É carnaval

Há muita gente nas ruas … Cada um
com o seu histórico de fome.
Não há pão na cesta.
Não há leite no país…
E tudo está perfeito, se houver
o mínimo deleite.
O leite secou no peito dos homens.
Os camelos têm sede e as leoas famintas
dissecam a nossa carne.
Há ironias nos risos
Há pouca água na sarjeta, onde os bêbados
se afogam.
Ninguém socorre o homem caído.
O sujeito caído é invisível aos olhos comuns.
O homem finge dormir a sua morte esquecida.
A condição de bêbado morto deprime o soldado,
que o conhece de sua rua, mas finge não o conhecer.
Faz pa(r)te…
Faz parte dos estilhaços sociais que regem o condado.
Os soldados se fartam nos quiosques
Onde vendem-se luvas imprescindíveis aos ladrões.
Não se prendem mais ladrões neste país?!
Os ladrões nem são mais sutis… Eles pedem ajuda lá fora!
Ditam leis e têm costas largas.
Para evitarem ruídos impertinentes, eles compram
sapatos de veludo para os delegados, que dormem
esquecidos da Pátria.
Alguém sequestrou suas algemas febris.
Os delegados agridem a notícia.
As bancas não vendem mais jornais.
Os rios de aço traíram os jornalistas.
O velho que acordava o jornal nacional voltou a dormir,
E assim, dorme o país o seu sono modificado.
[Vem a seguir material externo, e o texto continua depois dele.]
//! Bundle writer
//!
//! Turns an ordered list of (name, source) pairs into container bytes:
//! 1. Validate names and count
//! 2. Compress each payload when the size policy allows
//! 3. Encode each payload to the text-safe alphabet
//! 4. Emit header and records
//!
//! The whole container is assembled in memory before anything touches disk.

use std::collections::HashSet;
use std::fs;
use std::path::{Path, PathBuf};

use tracing::{debug, info};

use crate::codec::{self, DEFAULT_COMPRESSION_LEVEL};
use crate::collect::collect_sources;
use crate::encoder::BundleWriter;
use crate::error::BundleError;
use crate::format::{BundleHeader, HEADER_SIZE, SOURCE_EXTENSION};

/// Build-time settings.
#[derive(Debug, Clone)]
pub struct BundleOptions {
    /// zlib level (0-9) for payloads that pass the size policy.
    pub compression_level: u32,
    /// Extension of the files picked up by [`bundle_directory`].
    pub extension: String,
}

impl Default for BundleOptions {
    fn default() -> Self {
        Self {
            compression_level: DEFAULT_COMPRESSION_LEVEL,
            extension: SOURCE_EXTENSION.to_string(),
        }
    }
}

/// Summary of a finished build.
#[derive(Debug, Clone, PartialEq, Eq)]
pub struct BuildReport {
    /// Entry names in container order.
    pub entries: Vec<String>,
    /// How many entries were stored compressed.
    pub compressed: usize,
    /// Size of the container in bytes.
    pub size: usize,
}

/// Encode `entries` into container bytes.
///
/// Entries are written in the order given. Names must be unique, non-empty
/// and free of NUL bytes.
pub fn write_bundle<I, N, B>(entries: I, options: &BundleOptions) -> Result<Vec<u8>, BundleError>
where
    I: IntoIterator<Item = (N, B)>,
    N: AsRef<str>,
    B: AsRef<[u8]>,
{
    encode_bundle(entries, options).map(|(bytes, _)| bytes)
}

/// Encode `entries` and write them to `path`.
///
/// The container is written to a sibling temporary file and renamed into
/// place, so `path` either keeps its previous contents or holds the complete
/// new container.
pub fn write_bundle_file<I, N, B>(
    path: &Path,
    entries: I,
    options: &BundleOptions,
) -> Result<BuildReport, BundleError>
where
    I: IntoIterator<Item = (N, B)>,
    N: AsRef<str>,
    B: AsRef<[u8]>,
{
    let (bytes, report) = encode_bundle(entries, options)?;
    persist(path, &bytes)?;
    info!(
        path = %path.display(),
        entries = report.entries.len(),
        bytes = report.size,
        "wrote bundle"
    );
    Ok(report)
}

/// Bundle every source file in `dir` into a container at `output`.
pub fn bundle_directory(
    dir: &Path,
    output: &Path,
    options: &BundleOptions,
) -> Result<BuildReport, BundleError> {
    let sources = collect_sources(dir, &options.extension)?;
    write_bundle_file(
        output,
        sources.iter().map(|s| (s.name.as_str(), s.contents.as_slice())),
        options,
    )
}

fn encode_bundle<I, N, B>(
    entries: I,
    options: &BundleOptions,
) -> Result<(Vec<u8>, BuildReport), BundleError>
where
    I: IntoIterator<Item = (N, B)>,
    N: AsRef<str>,
    B: AsRef<[u8]>,
{
    let entries: Vec<(N, B)> = entries.into_iter().collect();
    let count = u16::try_from(entries.len()).map_err(|_| BundleError::TooManyEntries(entries.len()))?;

    let mut seen = HashSet::with_capacity(entries.len());
    for (name, _) in &entries {
        let name = name.as_ref();
        validate_name(name)?;
        if !seen.insert(name) {
            return Err(BundleError::DuplicateEntry(name.to_string()));
        }
    }

    let mut writer = BundleWriter::with_capacity(HEADER_SIZE);
    BundleHeader::new(count).encode(&mut writer);

    let mut report = BuildReport {
        entries: Vec::with_capacity(entries.len()),
        compressed: 0,
        size: 0,
    };

    for (name, contents) in &entries {
        let name = name.as_ref();
        let contents = contents.as_ref();

        let compressed = codec::compress(contents, options.compression_level).map_err(|source| {
            BundleError::Compress {
                name: name.to_string(),
                source,
            }
        })?;
        let encoded = codec::encode(&compressed.payload);
        drop(compressed.payload);

        let len = u32::try_from(encoded.len()).map_err(|_| BundleError::PayloadTooLarge {
            name: name.to_string(),
            len: encoded.len(),
        })?;

        debug!(
            name,
            raw = contents.len(),
            encoded = len,
            compressed = compressed.compressed,
            "encoded entry"
        );

        writer.emit_cstr(name.as_bytes());
        writer.emit_u8(compressed.compressed as u8);
        writer.emit_u32(len);
        writer.emit_bytes(encoded.as_bytes());

        if compressed.compressed {
            report.compressed += 1;
        }
        report.entries.push(name.to_string());
    }

    let bytes = writer.into_bytes();
    report.size = bytes.len();
    Ok((bytes, report))
}

fn validate_name(name: &str) -> Result<(), BundleError> {
    if name.is_empty() || name.contains('\0') {
        return Err(BundleError::InvalidEntryName(name.to_string()));
    }
    Ok(())
}

fn persist(path: &Path, bytes: &[u8]) -> Result<(), BundleError> {
    let tmp = temp_path(path);
    fs::write(&tmp, bytes).map_err(|e| BundleError::io(&tmp, e))?;
    if let Err(e) = fs::rename(&tmp, path) {
        let _ = fs::remove_file(&tmp);
        return Err(BundleError::io(path, e));
    }
    Ok(())
}

fn temp_path(path: &Path) -> PathBuf {
    let mut name = path.file_name().unwrap_or_default().to_os_string();
    name.push(".tmp");
    path.with_file_name(name)
}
Os chafarizes da justiça secaram ao anoitecer.
Uma bomba abalou a cidade.
De repente, as ruas ficaram cheias de policiais.
Os papas-móveis chegaram repletos de autoridades.
Viva o carnaval!
Nos camarotes, carreirinhas de miçangas alucinaram
os passistas. A febre do povo é o circo.
O país pode continuar sem leite,
As crianças podem continuar famintas,
Isto não compromete as filhas do general.
Ainda viveremos tempos de guerra.
As perfumarias anunciam mulheres maravilhosas.
Nos “Pubs” os homens são guerreiros.
Não há certeza de nada,
A certeza é que as mãos de Pilatos não se lavam
sem dinheiro.
Quem se importa, se alguém morre de sede,
ou desce o rio, sem vida…?!
Depois das batalhas de confete, o sangue derramado
na calçada escorreu pela sarjeta.
Ninguém percebeu a aflição do turista enforcado.
Vidas se esvaíram. Vozes confusas divergiram
dentro da noite.
Mal observaram a mudança das cores na transposição
dos sinais. Os salmões puseram os ovos no cascalho.
As moedas de troca fizeram suas conexões. Mas
A aurora continuará azul, do jeito que entardeceu.
Leite nunca foi fundamental ao País.
O país do carnaval é inzoneiro.
A pátria de chuteiras nunca gostou da escola.
Zé Pereira trapaceia o carnaval com dinheiro
O país do futebol esqueceu de jogar bola.

Carlos Kahê é associado da UBE.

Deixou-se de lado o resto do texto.